> _To do_
Please retype the listing below exactly, from its opening line through the line where "level to warn)" appears.

> _Dataset excerpts_
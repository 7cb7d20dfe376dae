// src/cli.rs
use clap::Parser;

/// Bounty-Scout: open-source repository extraction from bug bounty feeds
///
/// Reads downloaded platform data files, keeps programs that pay bounties
/// and declare GitHub/GitLab repositories in scope, and writes a detailed
/// report plus a deduplicated repository list.
#[derive(Parser, Debug, Clone)]
#[command(name = "bounty-scout")]
#[command(author, version, about, long_about = None)]
pub struct Cli {
    // ===== Input =====
    /// Directory containing the downloaded platform feed files
    #[arg(short = 'd', long = "data-dir", default_value = "data")]
    pub data_dir: String,

    /// File with manually curated repositories to merge (one per line)
    #[arg(short = 'm', long = "manual-additions", default_value = "manual_additions.txt")]
    pub manual_additions: String,

    // ===== Output =====
    /// Path for the detailed per-program report
    #[arg(long = "report", default_value = "oss_bounty_targets.txt")]
    pub report_file: String,

    /// Path for the deduplicated repository list
    #[arg(long = "repos", default_value = "oss_repos_only.txt")]
    pub repos_file: String,

    // ===== Logging =====
    /// Verbose logging (set log level to debug)
    #[arg(short = 'v', long = "verbose")]
    pub verbose: bool,

    /// Quiet logging (set log level to warn)
    #[arg(short = 'q', long = "quiet")]
    pub quiet: bool,
}

impl Cli {
    /// Validate flag combinations and return errors for invalid usage
    pub fn validate(&self) -> anyhow::Result<()> {
        // Verbose and quiet are mutually exclusive
        if self.verbose && self.quiet {
            anyhow::bail!("Cannot specify both --verbose and --quiet");
        }

        Ok(())
    }

    /// Determine log level based on verbose/quiet flags
    pub fn log_level(&self) -> &str {
        if self.verbose {
            "debug"
        } else if self.quiet {
            "warn"
        } else {
            "info"
        }
    }
}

> _Answer to the problem_
repository 7cb7d20dfe376dae
// src/cli.rs
use clap::Parser;

/// Bounty-Scout: open-source repository extraction from bug bounty feeds
///
/// Reads downloaded platform data files, keeps programs that pay bounties
/// and declare GitHub/GitLab repositories in scope, and writes a detailed
/// report plus a deduplicated repository list.
#[derive(Parser, Debug, Clone)]
#[command(name = "bounty-scout")]
#[command(author, version, about, long_about = None)]
pub struct Cli {
    // ===== Input =====
    /// Directory containing the downloaded platform feed files
    #[arg(short = 'd', long = "data-dir", default_value = "data")]
    pub data_dir: String,

    /// File with manually curated repositories to merge (one per line)
    #[arg(short = 'm', long = "manual-additions", default_value = "manual_additions.txt")]
    pub manual_additions: String,

    // ===== Output =====
    /// Path for the detailed per-program report
    #[arg(long = "report", default_value = "oss_bounty_targets.txt")]
    pub report_file: String,

    /// Path for the deduplicated repository list
    #[arg(long = "repos", default_value = "oss_repos_only.txt")]
    pub repos_file: String,

    // ===== Logging =====
    /// Verbose logging (set log level to debug)
    #[arg(short = 'v', long = "verbose")]
    pub verbose: bool,

    /// Quiet logging (set log level to warn)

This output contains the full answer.